The 60-second video that Clark Vandergrift recently licensed to Blue Cross Blue Shield of Vermont began as a self-assigned project he shot in April. At the time, he was quarantined at home in Maryland, so he used the talent and sets he had on hand: His family, and two rooms in his house.

His two younger sons play two boys at home at night who decide to contact their mom. When her face appears on FaceTime, we see that she’s a nurse. Vandergrift’s wife in real life is a labor and delivery nurse. Vandergrift’s older son held the boom mic and ran the audio mixer.

“I crafted a story around what was happening in real life,” says Vandergrift. “We enhanced the drama a bit.” From the start of the pandemic, Vandergrift and his kids were staying at home, while Vandergrift’s wife was often at work delivering babies and helping new mothers, 25 percent of whom tested positive for COVID. Vandergrift adds, “I enhanced the drama a bit. It’s not usually that quiet here at night. My sons play video games and are a bit more rowdy.”

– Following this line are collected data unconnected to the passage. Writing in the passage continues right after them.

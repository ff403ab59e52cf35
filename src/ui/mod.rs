pub mod progress;
pub mod output;
pub mod signals;

pub use progress::ProgressManager;
pub use output::{OutputFormatter, OutputMode, ProgressAwareOutput};
pub use signals::GracefulShutdown;
use crate::error::{Result, SplitError};
use std::sync::atomic::{AtomicUsize, Ordering};
use std::sync::Arc;

/// Counts Ctrl+C presses. The batch stops before the next file after the
/// first one; the second exits immediately.
pub struct GracefulShutdown {
    interrupts: Arc<AtomicUsize>,
}

impl GracefulShutdown {
    pub fn new() -> Result<Self> {
        let interrupts = Arc::new(AtomicUsize::new(0));
        let handler_interrupts = Arc::clone(&interrupts);

        ctrlc::set_handler(move || {
            if handler_interrupts.fetch_add(1, Ordering::SeqCst) == 0 {
                eprintln!("\n🛑 Finishing the current file, then stopping (Ctrl+C again to abort)");
            } else {
                eprintln!("\nAborted while splitting; check the directory for leftover halves");
                std::process::exit(130);
            }
        })
        .map_err(|e| SplitError::Config {
            message: format!("Failed to set signal handler: {}", e),
        })?;

        Ok(Self { interrupts })
    }

    /// No signal handler is installed; only `request_shutdown` stops the batch.
    pub fn new_for_test() -> Self {
        Self {
            interrupts: Arc::new(AtomicUsize::new(0)),
        }
    }

    pub fn check_shutdown(&self) -> Result<()> {
        if self.interrupts.load(Ordering::SeqCst) > 0 {
            return Err(SplitError::Cancelled);
        }
        Ok(())
    }

    #[cfg(test)]
    pub(crate) fn request_shutdown(&self) {
        self.interrupts.fetch_add(1, Ordering::SeqCst);
    }
}

#[cfg(test)]
mod tests {
    use super::*;

    #[test]
    fn test_request_stops_the_batch() {
        let shutdown = GracefulShutdown::new_for_test();
        assert!(shutdown.check_shutdown().is_ok());

        shutdown.request_shutdown();
        assert!(matches!(
            shutdown.check_shutdown(),
            Err(SplitError::Cancelled)
        ));
    }
}
use crate::error::{SplitError, UserFriendlyError};
use crate::splitter::{BatchReport, ItemStatus, SplitOutcome};
use crate::ui::progress::format_duration;
use console::{style, Emoji, Term};

#[derive(Debug, Clone, Copy, PartialEq)]
pub enum OutputMode {
    Human,
    Json,
    Plain,
}

// Emojis with text fallbacks
static CHECKMARK: Emoji = Emoji("✅ ", "✓ ");
static CROSS: Emoji = Emoji("❌ ", "✗ ");
static INFO: Emoji = Emoji("ℹ️  ", "i ");
static WARNING: Emoji = Emoji("⚠️  ", "! ");
static SCISSORS: Emoji = Emoji("✂️  ", "> ");
static SPARKLES: Emoji = Emoji("✨ ", "* ");

pub struct OutputFormatter {
    #[allow(dead_code)]
    term: Term,
    mode: OutputMode,
    use_colors: bool,
    verbose_level: u8,
    quiet: bool,
}
use crate::splitter::SplitOutcome;
use std::path::PathBuf;
use thiserror::Error;

#[derive(Error, Debug)]
pub enum SplitError {
    #[error("Input file not found: {}", .path.display())]
    MissingInput { path: PathBuf },

    #[error("Input file is empty: {}", .path.display())]
    EmptyInput { path: PathBuf },

    #[error("Could not decode {} with any candidate encoding ({})", .path.display(), .tried.join(", "))]
    UnreadableEncoding { path: PathBuf, tried: Vec<String> },

    #[error("Failed to write {}: {source}", .path.display())]
    WriteFailure {
        path: PathBuf,
        #[source]
        source: std::io::Error,
    },

    #[error("Output file already exists: {}", .path.display())]
    OutputExists { path: PathBuf },

    #[error("Failed to delete original {}: {source}", .path.display())]
    DeleteFailure {
        path: PathBuf,
        #[source]
        source: std::io::Error,
        /// Set when both halves were already written.
        outcome: Option<Box<SplitOutcome>>,
    },

    #[error("Unknown encoding label: {label}")]
    UnknownEncoding { label: String },

    #[error("Encoding label {label} resolves to {encoding}, which cannot be written back")]
    UnsupportedEncoding { label: String, encoding: String },

    #[error("Configuration error: {message}")]
    Config { message: String },

    #[error("IO operation failed: {0}")]
    Io(#[from] std::io::Error),

    #[error("Operation was cancelled by user")]
    Cancelled,
}

impl SplitError {
    /// Missing and empty inputs are skips, not failures.
    pub fn is_skip(&self) -> bool {
        matches!(
            self,
            SplitError::MissingInput { .. } | SplitError::EmptyInput { .. }
        )
    }

    /// The halves that were written before the item failed, if any.
    pub fn written_outcome(&self) -> Option<&SplitOutcome> {
        match self {
            SplitError::DeleteFailure { outcome, .. } => outcome.as_deref(),
            _ => None,
        }
    }

    /// Short machine-readable name used in JSON reports.
    pub fn kind(&self) -> &'static str {
        match self {
            SplitError::MissingInput { .. } => "missing_input",
            SplitError::EmptyInput { .. } => "empty_input",
            SplitError::UnreadableEncoding { .. } => "unreadable_encoding",
            SplitError::WriteFailure { .. } => "write_failure",
            SplitError::OutputExists { .. } => "output_exists",
            SplitError::DeleteFailure { .. } => "delete_failure",
            SplitError::UnknownEncoding { .. } => "unknown_encoding",
            SplitError::UnsupportedEncoding { .. } => "unsupported_encoding",
            SplitError::Config { .. } => "config",
            SplitError::Io(_) => "io",
            SplitError::Cancelled => "cancelled",
        }
    }
}

pub trait UserFriendlyError {
    fn user_message(&self) -> String;
    fn suggestion(&self) -> Option<String>;
}

impl UserFriendlyError for SplitError {
    fn user_message(&self) -> String {
        match self {
            SplitError::MissingInput { path } => {
                format!("{} not found, skipping", path.display())
            }
            SplitError::EmptyInput { path } => {
                format!("{} has no header line, skipping", path.display())
            }
            SplitError::UnreadableEncoding { path, .. } => {
                format!("Could not read {}, skipping", path.display())
            }
            SplitError::WriteFailure { path, source } => {
                format!("Could not write {}: {}", path.display(), source)
            }
            SplitError::OutputExists { path } => {
                format!("Refusing to overwrite existing {}", path.display())
            }
            SplitError::DeleteFailure { path, source, .. } => {
                format!(
                    "Both halves were written but {} could not be deleted: {}",
                    path.display(),
                    source
                )
            }
            SplitError::UnknownEncoding { label } => {
                format!("Unknown encoding: {}", label)
            }
            SplitError::UnsupportedEncoding { label, encoding } => {
                format!("Encoding '{}' ({}) cannot be used for splitting", label, encoding)
            }
            SplitError::Config { message } => {
                format!("Configuration error: {}", message)
            }
            _ => self.to_string(),
        }
    }

    fn suggestion(&self) -> Option<String> {
        match self {
            SplitError::MissingInput { .. } => Some(
                "Check --directory and --pattern, or remove the tag from --tags.".to_string()
            ),
            SplitError::UnreadableEncoding { .. } => Some(
                "Add an encoding that fits the file with --encodings, or drop --strict to allow replacement characters.".to_string()
            ),
            SplitError::OutputExists { .. } => Some(
                "Remove the existing halves or run without --no-clobber.".to_string()
            ),
            SplitError::DeleteFailure { .. } => Some(
                "The original is still in place next to its halves. Close any program holding it open and delete it manually.".to_string()
            ),
            SplitError::UnknownEncoding { .. } | SplitError::UnsupportedEncoding { .. } => Some(
                "Use WHATWG encoding labels such as utf-8, windows-1252, iso-8859-15 or x-user-defined.".to_string()
            ),
            SplitError::Config { .. } => Some(
                "Check your configuration file syntax and ensure all required fields are present.".to_string()
            ),
            _ => None,
        }
    }
}

impl From<toml::de::Error> for SplitError {
    fn from(error: toml::de::Error) -> Self {
        SplitError::Config {
            message: error.to_string(),
        }
    }
}

pub type Result<T> = std::result::Result<T, SplitError>;
use crate::error::SplitError;
use crate::splitter::SplitOutcome;
use chrono::{DateTime, Utc};
use serde::Serialize;
use std::path::PathBuf;
use std::time::{Duration, Instant};

#[derive(Debug, Clone, Serialize)]
#[serde(tag = "status", rename_all = "snake_case")]
pub enum ItemStatus {
    Split(SplitOutcome),
    Planned(SplitOutcome),
    Skipped { reason: String },
    Failed {
        kind: String,
        reason: String,
        /// Halves written before the failure, kept on disk.
        #[serde(skip_serializing_if = "Option::is_none")]
        outcome: Option<SplitOutcome>,
    },
}

#[derive(Debug, Clone, Serialize)]
pub struct ItemReport {
    pub tag: u32,
    pub input: PathBuf,
    #[serde(flatten)]
    pub status: ItemStatus,
}

impl ItemReport {
    pub fn from_result(tag: u32, input: PathBuf, result: Result<SplitOutcome, &SplitError>) -> Self {
        let status = match result {
            Ok(outcome) => ItemStatus::Split(outcome),
            Err(e) if e.is_skip() => ItemStatus::Skipped {
                reason: e.to_string(),
            },
            Err(e) => ItemStatus::Failed {
                kind: e.kind().to_string(),
                reason: e.to_string(),
                outcome: e.written_outcome().cloned(),
            },
        };

        Self { tag, input, status }
    }
}

#[derive(Debug, Clone, Serialize)]
pub struct BatchReport {
    pub started_at: DateTime<Utc>,
    pub dry_run: bool,
    pub cancelled: bool,
    pub duration: Duration,
    pub items: Vec<ItemReport>,
    #[serde(skip)]
    start_time: Instant,
}

impl BatchReport {
    pub fn new(dry_run: bool) -> Self {
        Self {
            started_at: Utc::now(),
            dry_run,
            cancelled: false,
            duration: Duration::ZERO,
            items: Vec::new(),
            start_time: Instant::now(),
        }
    }

    pub fn push(&mut self, item: ItemReport) {
        self.items.push(item);
    }

    pub fn finish(&mut self) {
        self.duration = self.start_time.elapsed();
    }

    pub fn split_count(&self) -> usize {
        self.count(|s| matches!(s, ItemStatus::Split(_) | ItemStatus::Planned(_)))
    }

    pub fn skipped_count(&self) -> usize {
        self.count(|s| matches!(s, ItemStatus::Skipped { .. }))
    }

    pub fn failed_count(&self) -> usize {
        self.count(|s| matches!(s, ItemStatus::Failed { .. }))
    }

    /// True when every attempted item was split (or planned) and nothing
    /// was cancelled.
    pub fn is_clean(&self) -> bool {
        !self.cancelled && self.skipped_count() == 0 && self.failed_count() == 0
    }

    pub fn total_data_rows(&self) -> usize {
        self.items
            .iter()
            .filter_map(|item| match &item.status {
                ItemStatus::Split(outcome) | ItemStatus::Planned(outcome) => {
                    Some(outcome.data_rows)
                }
                _ => None,
            })
            .sum()
    }

    fn count(&self, predicate: impl Fn(&ItemStatus) -> bool) -> usize {
        self.items.iter().filter(|item| predicate(&item.status)).count()
    }
}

A photographer for 25 years, Vandergrift has been shooting videos for about 15. For advertising clients who include financial, insurance and outdoors companies, he is often shooting in dramatic landscapes or creating polished conceptual images. Most of his video work involves directing models, but he recently completed a documentary, “Warpath,” about high school wrestlers. The script he wrote for his family to act gave him an opportunity to show his ability to direct an emotional narrative. “A lot of the work I do is location-oriented, but this is something I wanted to do to show my ability to work with talent,” he says. “Maybe half of the work on my website is self-assignments. I like to constantly create images of the things I would like to be shooting. By doing that, you put yourself out there.”

He shot the video over two consecutive nights, after the kids had finished homework. He shot with his own RED Gemini. To light the dark kitchen realistically, he placed LED lights in places with light fixtures: quasar crossfade tubes under the kitchen cabinets, a Litepanels Gemini in the room glimpsed through an open door, and a DP Lumi that hung from a recessed light adapter. To record the minimal dialogue, he first adjusted the settings on his audio mixer, then handed off his audio equipment to his oldest son, who has assisted on several of his father’s personal projects. To get the brief clip of his wife that appears on boys’ phone screen, he filmed her in her scrubs in a hallway of the house, standing against a white background that suggested a hospital interior.

Vandergrift edited the video himself using Premiere Pro. He began taking editing classes about 10 years ago. “I’m pretty proficient at it,” he says. He edited the 60-second clip of piano music, so that its tones underscored the emotional turning points in the story.

“Actually, my wife cried when she saw it for the first time,” he says. “My boys are harder to impress. They’re teenaged boys. I think they enjoy seeing themselves and taking part, they just don’t like me to see it.”

Others, however, have been impressed. Vandergrift asked a sales rep at his agency, Wonderful Machine, to send it to potential clients. Blue Cross Blue Shield of Vermont licensed the video for online and social media use during National Nurses Day in May.

Vandergrift, who has recently been shooting location assignments again, is pleased with the result of two nights of work in his kitchen. “I had a great time doing it. I’m really proud of my family.”